Letters to the Editor

Letters posted here are associated with the following article:
The list of the governments that have persecuted journalists The Washington Post hails those reporters who face grave danger from the Taliban and the governments of Cuba, Uganda, Zimbabwe and the U.S.
The letters thread is now closed.
  • Baldie

    But does she like your Tombstone references?

    Believe it or not, she said to me "enough with that. What are you, an idiot?"

    Well, sir, I said by way of retort, "I'm your huckleberry."

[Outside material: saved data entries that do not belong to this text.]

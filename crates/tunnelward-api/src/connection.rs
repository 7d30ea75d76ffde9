// ── Connection manager ──
//
// Connection entries carry the OS-only properties the profile document
// cannot express (interface metric, negotiation strategy, option bitfields,
// outage timer). Active connections are enumerated and torn down here too.
//
// Option bitfields stay raw `u32`s at this boundary; the core crate wraps
// them in typed option sets.

use serde::{Deserialize, Serialize};

use crate::error::Error;
use crate::phonebook::PhonebookScope;

/// Opaque handle for an active connection.
#[derive(Debug, Clone, Copy, PartialEq, Eq, Hash, Serialize, Deserialize)]
pub struct ConnectionHandle(pub u64);

#[derive(Debug, Clone, Copy, PartialEq, Eq, Serialize, Deserialize)]
pub enum ConnectionStatus {
    Connecting,
    Connected,
    Disconnecting,
    Disconnected,
}

/// An active (or activating) connection as reported by the host.
#[derive(Debug, Clone, PartialEq, Eq, Serialize, Deserialize)]
pub struct ActiveConnection {
    pub handle: ConnectionHandle,
    pub name: String,
    pub status: ConnectionStatus,
}

/// Raw connection-entry properties.
#[derive(Debug, Clone, Default, PartialEq, Eq, Serialize, Deserialize)]
pub struct EntryProperties {
    pub ipv4_interface_metric: u32,
    pub ipv6_interface_metric: u32,
    pub vpn_strategy: u32,
    pub options: u32,
    pub options2: u32,
    /// Seconds the tunnel survives a network outage before dropping.
    pub network_outage_time: u32,
}

/// Per-connection proxy configuration.
#[derive(Debug, Clone, Default, PartialEq, Eq, Serialize, Deserialize)]
pub struct ProxySettings {
    pub server: Option<String>,
    #[serde(default)]
    pub exceptions: Vec<String>,
    #[serde(default)]
    pub bypass_local: bool,
}

pub trait ConnectionManager: Send + Sync {
    /// Names of every connection entry in the phonebook at `scope`.
    fn list_entries(&self, scope: PhonebookScope) -> Result<Vec<String>, Error>;

    /// Read entry properties. Missing entries are [`Error::NotFound`].
    fn get_entry(&self, scope: PhonebookScope, name: &str) -> Result<EntryProperties, Error>;

    fn set_entry(
        &self,
        scope: PhonebookScope,
        name: &str,
        properties: &EntryProperties,
    ) -> Result<(), Error>;

    /// Delete the entry. An entry held by an active or negotiating
    /// connection fails with [`Error::InUse`].
    fn delete_entry(&self, scope: PhonebookScope, name: &str) -> Result<(), Error>;

    fn get_proxy(&self, scope: PhonebookScope, name: &str) -> Result<ProxySettings, Error>;

    fn set_proxy(
        &self,
        scope: PhonebookScope,
        name: &str,
        settings: &ProxySettings,
    ) -> Result<(), Error>;

    fn list_active(&self) -> Result<Vec<ActiveConnection>, Error>;

    fn dial(&self, scope: PhonebookScope, name: &str) -> Result<ConnectionHandle, Error>;

    fn hangup(&self, handle: ConnectionHandle) -> Result<(), Error>;

    /// Current status of a handle. A handle the host no longer knows is
    /// reported as [`ConnectionStatus::Disconnected`].
    fn status(&self, handle: ConnectionHandle) -> Result<ConnectionStatus, Error>;
}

    And she did not laugh.

  • Law and order

    In fact, this Administration has displayed a strong commitment to the rule of law, with all that entails and I suspect, and I admit it is a suspicion tinged with hope, that the next Administration will maintain far more of this Administration's legal architecture than the intemperate rhetoric in some quarters would seem to suggest.
    — M.B. Mukasey, prepared remarks

    Interestingly enough, the Nazis also had a strong commitment to the rule of law. This is why extermination camps were set up outside of Germany proper — because they were against the law in Germany. In much the same way, the Bush administration has set up its internment camps and torture facilities outside the US because they would be against the law in the US.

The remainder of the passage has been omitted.